Deploying Microservice App on K8s

Deploying Microservice App on K8s

Part 2: Cloud Architecture and Terraform

ยท

15 min read

In this blog, I will discuss the cloud architecture for the microservices application and the terraform files to build the same architecture.

For this blog, you must read the previous blog of this project series so that you understand this one well. Below is the previous blog link on this project.


Cloud Architecture

We are deploying the app on AWS EKS Service. In the K8s cluster, we have two node groups.

A node group is a group of nodes, every node in a node group has similar specifications like similar ec2 instances, AMI, Scaling Configs, availability zones, etc. So basically we can define scaling config, availability zones, security groups, and other configs in a node group and all the nodes in that node group will have these configurations. You can read aws documentation for more info on node groups.

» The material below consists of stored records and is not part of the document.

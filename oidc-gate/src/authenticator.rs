//! Authorization Code flow state machine.
//!
//! A session moves from anonymous to pending when a login starts, from
//! pending to authenticated when the provider calls back with a matching
//! state, and back to anonymous on logout. Every operation works on the
//! caller's [`Session`] and reports what the HTTP layer should answer with
//! as an [`Outcome`].

use crate::config::AuthConfig;
use crate::error::{Error, Result};
use crate::provider::{ProviderClient, ProviderMetadata, TokenTypeHint};
use crate::session::{Session, generate_state};
use std::sync::Arc;
use url::Url;

/// Path the login flow is served under
pub const LOGIN_PATH: &str = "/login";

/// Fallback target when nothing better can be resolved
const ROOT: &str = "/";

/// Response an operation asks the HTTP layer to produce
#[derive(Debug, Clone, PartialEq, Eq)]
pub enum Outcome {
    /// 303 See Other
    SeeOther(String),
    /// 307 Temporary Redirect
    TemporaryRedirect(String),
    /// 200 with an empty body
    Ok,
}

/// Result of a completed operation together with the non-fatal failures
/// that happened on the way.
#[derive(Debug)]
pub struct Transition {
    pub outcome: Outcome,
    pub warnings: Vec<Error>,
}

impl Transition {
    fn new(outcome: Outcome) -> Self {
        Self {
            outcome,
            warnings: Vec::new(),
        }
    }
}

/// Drives the login, callback and logout operations against a provider
#[derive(Clone)]
pub struct Authenticator {
    config: Arc<AuthConfig>,
    provider: Arc<dyn ProviderClient>,
}

impl Authenticator {
    pub fn new(config: AuthConfig, provider: Arc<dyn ProviderClient>) -> Self {
        Self {
            config: Arc::new(config),
            provider,
        }
    }

    pub fn config(&self) -> &AuthConfig {
        &self.config
    }

    pub fn metadata(&self) -> &ProviderMetadata {
        self.provider.metadata()
    }

    /// Authorization endpoint URL for a login carrying `state`
    pub fn authorization_url(&self, state: &str) -> Url {
        let mut url = self.metadata().authorization_endpoint.clone();
        url.query_pairs_mut()
            .append_pair("response_type", "code")
            .append_pair("client_id", &self.config.client_id)
            .append_pair("redirect_uri", self.config.redirect_url.as_str())
            .append_pair("scope", &self.config.scope_param())
            .append_pair("state", state);
        url
    }

    /// Start a login flow, or send an already authenticated caller back to
    /// where they came from.
    pub async fn begin_login(
        &self,
        session: &mut Session,
        referer: Option<&str>,
        host: Option<&str>,
    ) -> Result<Transition> {
        let target = resolve_redirect(referer, host);

        if session.data().is_authenticated() {
            tracing::debug!(redirect = %target, "session already authenticated");
            return Ok(Transition::new(Outcome::SeeOther(target)));
        }

        let state = generate_state()?;
        let url = self.authorization_url(&state);

        let data = session.data_mut();
        data.state = Some(state);
        data.redirect = Some(target);
        session.save().await?;

        tracing::info!(redirect = ?session.data().redirect, "login flow started");
        Ok(Transition::new(Outcome::TemporaryRedirect(url.into())))
    }

    /// Complete a login flow with the code and state the provider sent back
    pub async fn handle_callback(
        &self,
        session: &mut Session,
        code: &str,
        state: &str,
    ) -> Result<Transition> {
        let stored = session.data().state.as_deref().ok_or(Error::StateMissing)?;
        if stored != state {
            return Err(Error::StateMismatch);
        }

        let tokens = self.provider.exchange(code).await.map_err(|e| match e {
            Error::Exchange(_) => e,
            other => Error::Exchange(other.to_string()),
        })?;

        let id_token = tokens.id_token().ok_or(Error::IdTokenMissing)?.to_string();
        let claims = self
            .provider
            .verify_id_token(&id_token)
            .await
            .map_err(|e| match e {
                Error::IdTokenInvalid(_) => e,
                other => Error::IdTokenInvalid(other.to_string()),
            })?;
        tracing::debug!(sub = %claims.sub, "ID token verified");

        let mut warnings = Vec::new();
        let user = match self.provider.user_info(&tokens.access_token).await {
            Ok(info) => Some(info.sub),
            Err(e) => {
                let e = match e {
                    Error::UserInfo(_) => e,
                    other => Error::UserInfo(other.to_string()),
                };
                tracing::warn!(error = %e, "continuing without user information");
                warnings.push(e);
                None
            }
        };

        let data = session.data_mut();
        let redirect = data.redirect.take().unwrap_or_else(|| ROOT.to_string());
        data.state = None;
        data.access_token = Some(tokens.access_token);
        data.refresh_token = tokens.refresh_token;
        data.id_token = Some(id_token);
        data.user = user;
        session.rotate_id();
        session.save().await?;

        tracing::info!(user = ?session.data().user, "login completed");
        Ok(Transition {
            outcome: Outcome::SeeOther(redirect),
            warnings,
        })
    }

    /// Revoke the session's tokens upstream, clear it, and hand over to the
    /// provider's end-session endpoint.
    pub async fn logout(&self, session: &mut Session) -> Result<Transition> {
        if !self.is_authenticated(session) {
            return Ok(Transition::new(Outcome::Ok));
        }

        let data = session.data();
        let (access, refresh) = tokio::join!(
            self.revoke(data.access_token.as_deref(), TokenTypeHint::AccessToken),
            self.revoke(data.refresh_token.as_deref(), TokenTypeHint::RefreshToken),
        );
        let warnings: Vec<Error> = [access, refresh].into_iter().flatten().collect();

        session.clear();
        session.save().await?;

        let target = self
            .metadata()
            .end_session_endpoint
            .as_ref()
            .map(|url| url.to_string())
            .unwrap_or_else(|| ROOT.to_string());

        tracing::info!(revocation_failures = warnings.len(), "logged out");
        Ok(Transition {
            outcome: Outcome::TemporaryRedirect(target),
            warnings,
        })
    }

    /// Access token presence; expiry is not consulted
    pub fn is_authenticated(&self, session: &Session) -> bool {
        session.data().is_authenticated()
    }

    async fn revoke(&self, token: Option<&str>, hint: TokenTypeHint) -> Option<Error> {
        let token = token?;
        match self.provider.revoke(token, hint).await {
            Ok(()) => None,
            Err(e) => {
                let e = match e {
                    Error::Revocation { .. } => e,
                    other => Error::Revocation {
                        hint: hint.as_str(),
                        message: other.to_string(),
                    },
                };
                tracing::warn!(error = %e, "token revocation failed");
                Some(e)
            }
        }
    }
}

enum Target {
    Absolute(Url),
    Path(String),
}

/// Pick where a user goes after logging in: the referer, else the request's
/// host URL, else `/`. A target pointing back at the login page is replaced
/// by its origin.
pub fn resolve_redirect(referer: Option<&str>, host: Option<&str>) -> String {
    let target = referer
        .and_then(parse_target)
        .or_else(|| host.and_then(parse_target));

    match target {
        None => ROOT.to_string(),
        Some(Target::Absolute(url)) => {
            if is_login_path(url.path()) {
                origin_of(&url)
            } else {
                url.to_string()
            }
        }
        Some(Target::Path(path)) => {
            let path_only = path.split(['?', '#']).next().unwrap_or_default();
            if is_login_path(path_only) {
                ROOT.to_string()
            } else {
                path
            }
        }
    }
}

fn parse_target(raw: &str) -> Option<Target> {
    let raw = raw.trim();
    match Url::parse(raw) {
        Ok(url) if url.has_host() => Some(Target::Absolute(url)),
        Ok(_) => None,
        // Protocol relative references would leave the site
        Err(_) if raw.starts_with('/') && !raw.starts_with("//") => {
            Some(Target::Path(raw.to_string()))
        }
        Err(_) => None,
    }
}

fn is_login_path(path: &str) -> bool {
    let login = LOGIN_PATH.trim_matches('/');
    path.trim_end_matches('/').rsplit('/').next() == Some(login)
}

fn origin_of(url: &Url) -> String {
    match (url.scheme(), url.host_str()) {
        (scheme, Some(host)) if !scheme.is_empty() => match url.port() {
            Some(port) => format!("{}://{}:{}", scheme, host, port),
            None => format!("{}://{}", scheme, host),
        },
        _ => ROOT.to_string(),
    }
}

We will have one node (when the nodes are not scaled) in each node group and each node will only run a single microservice pod. Since we will be running only a single microservice pod on a node, every time a pod gets scaled the node will also get scaled and provisioned in its respective node group for the new pod.

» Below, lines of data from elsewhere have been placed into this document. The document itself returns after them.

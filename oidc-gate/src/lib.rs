//! # oidc-gate
//!
//! An OpenID Connect Authorization Code flow authentication layer.
//!
//! Unauthenticated users are redirected to an identity provider; the code it
//! returns is exchanged for tokens, the ID token is verified, and the result
//! is kept in a session. Logout revokes the tokens upstream before clearing
//! the session.
//!
//! ## Features
//!
//! - **CSRF-safe login**: a fresh state nonce per login flow, checked before any exchange
//! - **ID token verification**: signature, issuer, audience and expiry against the provider JWKS
//! - **Revocation on logout**: access and refresh tokens revoked concurrently, best effort
//! - **Pluggable storage**: encrypted cookie, Redis or in-memory sessions
//!
//! ## Example
//!
//! ```rust,no_run
//! use oidc_gate::{AuthConfig, AuthServer, Authenticator, CookieStore, HttpProviderClient, cookie_key};
//! use std::sync::Arc;
//!
//! # async fn example() -> oidc_gate::Result<()> {
//! let config = AuthConfig::parse(
//!     "https://idp.example.com/realms/main",
//!     "my-app",
//!     "secret",
//!     "https://app.example.com/login",
//! )?;
//! let provider = HttpProviderClient::discover(config.clone()).await?;
//! let server = AuthServer::builder()
//!     .authenticator(Authenticator::new(config, Arc::new(provider)))
//!     .session_store(Arc::new(CookieStore::new()))
//!     .cookie_key(cookie_key("session secret"))
//!     .build()?;
//!
//! let app = server.router();
//! # Ok(())
//! # }
//! ```

pub mod authenticator;
pub mod config;
pub mod error;
pub mod provider;
pub mod session;
pub mod store;

#[cfg(feature = "axum")]
pub mod auth;
#[cfg(feature = "axum")]
mod handlers;
#[cfg(feature = "axum")]
pub mod server;

pub use authenticator::{Authenticator, LOGIN_PATH, Outcome, Transition, resolve_redirect};
pub use config::AuthConfig;
pub use error::{Error, Result};
pub use provider::{HttpProviderClient, ProviderClient, ProviderMetadata, TokenSet, TokenTypeHint};
pub use session::{Session, SessionData};
pub use store::{CookieStore, MemoryStore, RedisProtocol, RedisStore, RedisStoreConfig, SessionStore};

#[cfg(feature = "axum")]
pub use auth::{CookieSettings, RequireLogin, SESSION_COOKIE_NAME, cookie_key};
#[cfg(feature = "axum")]
pub use server::{AuthServer, AuthServerBuilder};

For the database, we will use AWS RDS service on which we will use a MySQL database instance. We will use the AWS EFS (Elastic File Storage) service as a persistent storage and mount it as a volume on the backend microservice.

Every pod will pull the container images from AWS ECR (Elastic Container Registry). Images will be stored in a private repository.


Terraform

You need to clone the repository below as I will be discussing files that are in this repository in this blog and future blogs also. This repo contains all the project files. You do not need to understand everything in the repository for now. In this blog, we will only deal with the "/Terraform" directory.

I am only discussing these files and you do not need to edit these files however there will be some places where you will have to edit some of the files, I will mention when you need to edit.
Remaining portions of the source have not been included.